3) liquidation de la psychanalyse à l’université

s’accompagnant de son élimination du champ de l’autisme, avec passage du psychique à l’éducatif — pouvant aller jusqu’au dressage. Les abus du psychanalysme en particulier lacanien, sur les mères responsables de l’autisme de leurs enfants, on contribué à faciliter le mouvement. De façon plus générale le processus de disjonction de la psychanalyse d’avec la psychiatrie et la psychologie, amorcé avec le DSM IV (1994) s’est accéléré ces deux dernières décennies. Chacun chez soi, la psychanalyse qui s’était professionnalisée à Berlin années 20 à partir d’une clinique locale (Eitingon) bien à elle, se retrouve après un siècle de parasitisme, ramenée à ses origines et invitée de fait à rebondir à partir de ses sociétés savantes historiques.

Au passage, la publication du Livre noir de la psychanalyse, un brûlot, puis d’un ouvrage d’Onfray scientifiquement lamentable consacré à la psychanalyse, ont contribué à la déconsidération de cette dernière auprès du public, pendant que ses derniers bastions universitaires cédaient toujours plus de terrain.

Sur un registre opposé, le grand projet de Roland Gori de faire prendre pied définitivement à la psychanalyse en psychologie par le biais de la colonisation scientifique de la psychopathologie psychologique, n’a pas fonctionné. Son successeur Abelhauser pas à la hauteur de la tâche ou tâche impossible ? Restent ça et là des îlots lacaniens. Résidus de l’Histoire. Que va devenir la psychanalyse, tout de même elle aussi, quoique de façon plus limitée, discipline relationnelle, amarrée comme nous-mêmes à la dynamique de subjectivation ?

4) rééducation médicamentée

dépourvues de l’inspiration psychanalytique et d’une théorie de la personne, psychiatrie et psychologie exsangues d’inspiration scientifique et portion congrue côté gestion, en sont réduites à l’organicisme neuroscientifique d’une part, aux TCC (clinique mécaniste, faible), aux thérapies brèves de réduction du trouble (terminologie DSM, symptôme éliminé comme tel) jusqu’à sa consolidation en handicap, plus généralement aux thérapies à protocoles et techniques ancillaires (y compris l’hypnose, qui a repris du service, et puis, on peut par exemple dénaturer Rogers en technique avec reformulation en 6 points), à de la rééducation médicamentée, sans compter le retour en force des salles d’isolement capitonnées. Tableau consternant.

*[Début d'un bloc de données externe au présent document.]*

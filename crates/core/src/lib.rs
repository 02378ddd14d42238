//! PMS Admin Core - Shared types library.
//!
//! This crate provides the domain types used across the PMS admin tools:
//! - `admin` - Backend client, hierarchy view-model and deletion workflows
//! - `cli` - Operator command-line interface
//!
//! # Architecture
//!
//! The core crate contains only types and pure functions - no I/O, no HTTP
//! clients. This keeps it lightweight and allows it to be used anywhere.
//!
//! # Modules
//!
//! - [`types`] - Identifiers (email / mobile number), node ids, the reporting
//!   tree and the user records returned by deletion calls

#![cfg_attr(not(test), forbid(unsafe_code))]

pub mod types;

pub use types::*;
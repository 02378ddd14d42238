//! Presentation components shared by front ends.

pub mod data_table;

pub use data_table::{DataTable, TableColumn, results_tables};
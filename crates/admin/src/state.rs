//! Application state shared across workflows.
//!
//! One [`AppState`] holds the accumulated deletion results for a session.
//! Both the hierarchy panel and the bulk deletion merge into it, and either
//! may complete first, so each merge is a single read-compute-replace under
//! the write lock.

use std::sync::Arc;

use chrono::{DateTime, Utc};
use tokio::sync::RwLock;

use crate::deletion::DeletionResults;
use crate::pms::DeletionReport;

/// Session state shared by all workflows. Cheap to clone.
#[derive(Clone, Default)]
pub struct AppState {
    inner: Arc<AppStateInner>,
}

#[derive(Default)]
struct AppStateInner {
    results: RwLock<ResultsStore>,
}

#[derive(Default)]
struct ResultsStore {
    results: DeletionResults,
    batches: usize,
    updated_at: Option<DateTime<Utc>>,
}

impl std::fmt::Debug for AppState {
    fn fmt(&self, f: &mut std::fmt::Formatter<'_>) -> std::fmt::Result {
        f.debug_struct("AppState").finish_non_exhaustive()
    }
}

impl AppState {
    /// Fresh state with empty results.
    #[must_use]
    pub fn new() -> Self {
        Self::default()
    }

    /// Merge a deletion report into the accumulated results and return the
    /// new snapshot.
    pub async fn merge_report(&self, report: &DeletionReport) -> DeletionResults {
        let mut store = self.inner.results.write().await;
        store.results = store.results.merge(report);
        store.batches += 1;
        store.updated_at = Some(Utc::now());

        tracing::debug!(
            batches = store.batches,
            deleted = store.results.deleted.len(),
            skipped = store.results.skipped.len(),
            not_found = store.results.not_found.len(),
            blocked = store.results.blocked_managers.len(),
            "Merged deletion report"
        );

        store.results.clone()
    }

    /// Snapshot of the accumulated results.
    pub async fn results(&self) -> DeletionResults {
        self.inner.results.read().await.results.clone()
    }

    /// Number of reports merged so far.
    pub async fn batches(&self) -> usize {
        self.inner.results.read().await.batches
    }

    /// Time of the last merge, if any.
    pub async fn last_updated(&self) -> Option<DateTime<Utc>> {
        self.inner.results.read().await.updated_at
    }

    /// Drop all accumulated results.
    pub async fn clear_results(&self) {
        *self.inner.results.write().await = ResultsStore::default();
    }
}

/// Raises a busy flag for the life of a request.
///
/// The flag is lowered on drop, so a request future that is cancelled
/// mid-flight does not leave its workflow locked.
pub(crate) struct InFlight<'a>(&'a mut bool);

impl<'a> InFlight<'a> {
    pub(crate) fn start(flag: &'a mut bool) -> Self {
        *flag = true;
        Self(flag)
    }
}

impl Drop for InFlight<'_> {
    fn drop(&mut self) {
        *self.0 = false;
    }
}
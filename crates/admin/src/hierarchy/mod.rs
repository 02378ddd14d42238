//! Hierarchy lookup, tree view and cascade delete.

mod decision;
mod panel;
mod view;

pub use decision::{DeletePlan, DeleteStage, ReassignTarget};
pub use panel::{FetchOutcome, FetchTicket, HierarchyPanel, HierarchyView};
pub use view::{ExpansionState, NodeView, TreeView, render, render_tree};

[1] Les psychiatres se sont servis les premiers, se décernant gratuitement un "titre" ne correspondant à rien, à aucun cursus particulier en psychiatrie.

[2] Lesquelles neurosciences en elles-mêmes sont au demeurant tout à fait intéressantes. La question n’est pas là mais dans la posture scientiste et l’illusion méthodologique et scientifique l’accompagnant.

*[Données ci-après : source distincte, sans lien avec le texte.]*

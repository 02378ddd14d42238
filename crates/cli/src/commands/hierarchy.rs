//! Hierarchy lookup and delete commands.
//!
//! # Usage
//!
//! ```bash
//! pms-cli hierarchy show boss@example.com --collapse-all
//! pms-cli hierarchy delete 9876543210            # asks: reassign or delete, then confirm
//! pms-cli hierarchy delete boss@example.com --reassign
//! pms-cli hierarchy delete boss@example.com --yes
//! ```

use pms_admin::deletion::DeletionOutcome;
use pms_admin::hierarchy::{FetchOutcome, HierarchyPanel};
use pms_admin::{AdminConfig, AppError, AppState, PmsApi, PmsClient};
use pms_admin_core::IdentifierError;

use super::CliError;
use super::output::{Prompt, print_hierarchy, print_line, print_outcome, print_plan};

const DELETE_CHOICES: &str = "[r] Reportees reassign  [d] Delete entire hierarchy  [c] Close: ";

/// How the delete dialog is answered.
#[derive(Debug, Clone, Copy, PartialEq, Eq)]
pub enum DeleteMode {
    /// Prompt for the choice and the confirmation.
    Ask,
    /// Take the reassignment path.
    Reassign,
    /// Delete the hierarchy without prompting.
    Delete,
}

enum Choice {
    Reassign,
    Delete,
    Close,
}

/// Fetch and print a hierarchy.
///
/// # Errors
///
/// Returns error if the identifier is invalid or the lookup fails.
pub async fn show(
    config: &AdminConfig,
    identifier: &str,
    collapse_all: bool,
) -> Result<(), CliError> {
    let client = PmsClient::new(config)?;
    let mut panel = HierarchyPanel::new(config.reassign_path.clone());

    fetch_into(&mut panel, &client, identifier).await?;
    if collapse_all {
        panel.collapse_all();
    }
    print_hierarchy(panel.view(), panel.is_loading());
    Ok(())
}

/// Fetch a hierarchy, then reassign or delete it.
///
/// # Errors
///
/// Returns error if the lookup or the delete fails.
pub async fn delete(
    config: &AdminConfig,
    identifier: &str,
    mode: DeleteMode,
) -> Result<(), CliError> {
    let client = PmsClient::new(config)?;
    let state = AppState::new();
    let mut panel = HierarchyPanel::new(config.reassign_path.clone());
    let mut prompt = Prompt::new();

    fetch_into(&mut panel, &client, identifier).await?;
    print_hierarchy(panel.view(), panel.is_loading());

    if let Some(outcome) = delete_dialog(&mut panel, &client, &state, &mut prompt, mode).await? {
        print_outcome(&outcome);
    }
    Ok(())
}

/// Load `identifier` into `panel`, rejecting invalid input before any
/// request is made.
pub(crate) async fn fetch_into<A: PmsApi>(
    panel: &mut HierarchyPanel,
    api: &A,
    identifier: &str,
) -> Result<FetchOutcome, CliError> {
    panel.set_identifier(identifier);
    if panel.identifier().trim().is_empty() {
        return Err(AppError::Validation(IdentifierError::Empty).into());
    }
    if let Some(e) = panel.identifier_error() {
        return Err(AppError::Validation(e).into());
    }

    Ok(panel.fetch(api).await?)
}

/// Walk the two-stage delete dialog. Returns the outcome when a delete was
/// sent, `None` when the dialog was closed or reassignment was chosen.
pub(crate) async fn delete_dialog<A: PmsApi>(
    panel: &mut HierarchyPanel,
    api: &A,
    state: &AppState,
    prompt: &mut Prompt,
    mode: DeleteMode,
) -> Result<Option<DeletionOutcome>, CliError> {
    panel.open_delete()?;
    let target = panel.identifier().trim().to_string();

    loop {
        let choice = match mode {
            DeleteMode::Reassign => Choice::Reassign,
            DeleteMode::Delete => Choice::Delete,
            DeleteMode::Ask => {
                print_line(&format!("Target user: {target}"));
                let answer = prompt.read_line(DELETE_CHOICES).await?;
                match answer.as_deref().map(str::to_lowercase).as_deref() {
                    Some("r" | "reassign") => Choice::Reassign,
                    Some("d" | "delete") => Choice::Delete,
                    Some("c" | "close" | "") | None => Choice::Close,
                    Some(other) => {
                        print_line(&format!("Unknown choice: {other}"));
                        continue;
                    }
                }
            }
        };

        match choice {
            Choice::Reassign => {
                let location = panel.choose_reassign()?;
                print_line(&format!("Reassign reportees at: {location}"));
                return Ok(None);
            }
            Choice::Close => {
                panel.close_delete();
                return Ok(None);
            }
            Choice::Delete => {
                let plan = panel.choose_delete_hierarchy()?;
                print_plan(&plan);

                if mode == DeleteMode::Ask
                    && !prompt.confirm("Yes, delete entire hierarchy?").await?
                {
                    // Back to the choice.
                    panel.cancel_delete();
                    continue;
                }

                let outcome = panel.confirm_delete(api, state).await?;
                return Ok(Some(outcome));
            }
        }
    }
}
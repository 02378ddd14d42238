//! Core types for PMS user administration.
//!
//! This module provides type-safe wrappers for the identifiers an operator
//! types and the records the backend returns.

pub mod email;
pub mod id;
pub mod identifier;
pub mod mobile;
pub mod lenient;
pub mod tree;
pub mod user;

pub use email::{Email, EmailError};
pub use id::*;
pub use identifier::{
    Identifier, IdentifierError, IdentifierKind, identifier_error, is_valid_email,
    is_valid_identifier, is_valid_mobile, normalize, sanitize_input,
};
pub use mobile::{MobileNumber, MobileNumberError};
pub use tree::TreeNode;
pub use user::{BlockedManager, Reportee, UserKey, UserRecord};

[3] Que les métiers évoluent sans cesse n’est pas en cause. Que cette évolution se trouve orientée vers la destruction systématique d’un système de soin rapporté à la relation, à la dynamique intersubjective, et au dégagement du sens, dans la vie des gens aux prises avec de la souffrance psychique, c’est là qu’il peut y avoir lieu à réaction humaniste urgente.

[4] Cohérent car pour mettre bord à bord sérieusement les deux domaines scientifiques psys considérés, la psychologie et la psychothérapie relationnelle, il faudrait par exemple à la britannique, un partenariat université/écoles de psychothérapie relationnelle. Dont bien sûr l’actuelle université française d’orientation scientiste ne saurait entendre parler. Faute de quoi la revendication de politique administrative d’inscrire des écoles par nos soins garantissables, dans le cadre RNCP du ministère du Travail — en relation avec celui de la Santé naturellement (est-ce souhaitable ? autre débat) —, ou dans quelque système d’équivalence avec la psychologie et son statut de psychologue reconnu en 1985 à l’issue d’un siècle de combat de politique professionnelle, ne pourra jamais aboutir. Notons que c’est finalement d’un modèle voisin qu’avait procédé le "partenariat interne" psychologie / psychanalyse, au sein des UER de psychologie, bien avancé durant la seconde moitié du XXème siècle. Qui n’a pas tenu.

[5] Avec notamment la théorie des centaines voire milliers de "thérapies" sautant chaque jour de la casserole pseudo-psy (en réalité des techniques) comme autant de "psycho" popcorns.